Il CPIA Cl-En verso l’intitolazione a Paulo Freire: pubblicato il Quaderno della ricerca dedicato alla pedagogia dell’inclusione

Il CPIA Cl-En annuncia la pubblicazione online del Quaderno della ricerca “Paulo Freire e la pedagogia dell’inclusione nel sistema dell’istruzione degli adulti”, volume scientifico dedicato al pensiero e all’opera di Paulo Freire (1921-1997), tra i più influenti pedagogisti del Novecento e figura di riferimento per l’educazione degli adulti a livello internazionale.
La pubblicazione, curata dal professore Nino Arrigo e dal dirigente scolastico Giovanni Bevilacqua, disponibile in modalità open access, nasce dall’esigenza di offrire uno spazio di riflessione multidisciplinare sul lascito freireiano, ancora oggi capace di interrogare in profondità le pratiche educative contemporanee. Il volume propone una lettura trasversale del pensiero di Freire, mettendolo in dialogo non solo con la pedagogia, ma anche con l’epistemologia, la sociologia, la filosofia e l’antropologia, in un confronto ideale che richiama il pensiero della complessità di Edgar Morin.
Freire e Morin condividono una visione dell’educazione come pratica umanistica, critica e responsabile: non mera trasmissione di conoscenze, ma processo di emancipazione, cittadinanza attiva e inclusione. Entrambi sottolineano la necessità di “legare i saperi”, superando la frammentazione disciplinare e restituendo centralità alla persona come soggetto consapevole del proprio apprendimento e della trasformazione della realtà.
Nel volume viene messa in evidenza la critica freireiana alla scuola trasmissiva tradizionale, che riduce l’essere umano a oggetto dell’educazione e si afferma invece una pedagogia problematizzante, fondata sul dialogo, sulla coscientizzazione e sulla corresponsabilità educativa. Un approccio di straordinaria attualità nel contesto dell’istruzione degli adulti e dei CPIA, luoghi nei quali la pluralità delle biografie e delle esperienze di vita rappresenta una risorsa fondamentale per l’apprendimento reciproco.

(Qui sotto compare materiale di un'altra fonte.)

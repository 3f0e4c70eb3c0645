//! Account, session and OTP core for the DeFiSensei finance bot
//!
//! This crate owns everything between an inbound chat command and the
//! market data layer: who the user is, whether their email is verified,
//! and whether they currently hold a session. It includes:
//!
//! - A credential store keyed by the chat transport's opaque identity
//! - Pluggable password hashing (Argon2id default, legacy SHA-256)
//! - One-time passcodes with a five-minute validity window
//! - A notifier seam for transactional mail (HTTP mail API default)
//! - The account service orchestrating register / login / verify /
//!   logout / delete / recover-username / reset-password
//!
//! # Example
//!
//! ```rust,ignore
//! use sensei_account::{AccountService, Argon2Hasher, InMemoryUserStore, LogNotifier};
//! use std::sync::Arc;
//!
//! # async fn run() -> sensei_account::Result<()> {
//! let service = AccountService::new(
//!     Arc::new(InMemoryUserStore::new()),
//!     Arc::new(Argon2Hasher),
//!     Arc::new(LogNotifier),
//! );
//!
//! service.register("1001", "alice", "pw123", "a@x.com").await?;
//! # Ok(())
//! # }
//! ```

pub mod clock;
pub mod error;
pub mod hash;
pub mod notify;
pub mod otp;
pub mod service;
pub mod store;

// Re-export main types for convenience
pub use clock::{Clock, FakeClock, SystemClock};
pub use error::{AccountError, Result};
pub use hash::{Argon2Hasher, PasswordHasher, Sha256Hasher};
pub use notify::{HttpMailer, LogNotifier, MailerConfig, Notifier, RecordingNotifier};
pub use otp::{OTP_TTL_SECONDS, OtpManager};
pub use service::{AccountService, DeleteOutcome, LoginOutcome, RegisterOutcome};
pub use store::{InMemoryUserStore, UserRecord, UserStore};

Il Quaderno raccoglie contributi di studiosi e ricercatori ed è articolato in sezioni dedicate al rapporto tra Paulo Freire e l’istruzione degli adulti nella scuola pubblica italiana, ai principi della sua pedagogia nei CPIA, ai dialoghi con altre figure chiave del pensiero pedagogico e filosofico, fino alla riflessione sull’educazione come prassi emancipatrice e solidale.
La versione online della pubblicazione è consultabile al seguente link:
https://www.scuoladipitagora.it/collane-edizioni-sinestesie/in-between-spaces/paulo-freire-e-la-pedagogia-dell-inclusione-nel-sistema-dell-istruzione-degli-adulti-open-access
“Questo volume – dichiara il Dirigente scolastico del CPIA Cl-En, prof. Giovanni Bevilacqua – rappresenta non solo un importante risultato scientifico e culturale, ma anche una tappa significativa di un percorso identitario che il nostro Istituto ha scelto di intraprendere. Il pensiero di Paulo Freire parla in modo diretto alla scuola degli adulti: una scuola che educa al dialogo, alla responsabilità, alla cittadinanza e alla consapevolezza critica. Intitolare il CPIA a Freire significa assumere fino in fondo una visione dell’educazione come pratica di libertà e di inclusione”.
Nei prossimi mesi è prevista anche la diffusione della versione cartacea del volume. Il percorso proseguirà con la cerimonia ufficiale di intitolazione del CPIA Cl-En a Paulo Freire, durante la quale saranno presentati la figura del pedagogista brasiliano, il Quaderno della ricerca e il progetto didattico dell’Istituto, ispirato alle istanze e alla metodologia freireiana, in dialogo con la pedagogia della complessità e con una visione di educazione orientata alla solidarietà, alla cooperazione e alla cittadinanza planetaria.
Con questa iniziativa, il CPIA Cl-En ribadisce il proprio impegno per un’istruzione degli adulti capace di accogliere le differenze, valorizzare le esperienze di vita e contribuire alla costruzione di una comunità educativa aperta, critica e inclusiva.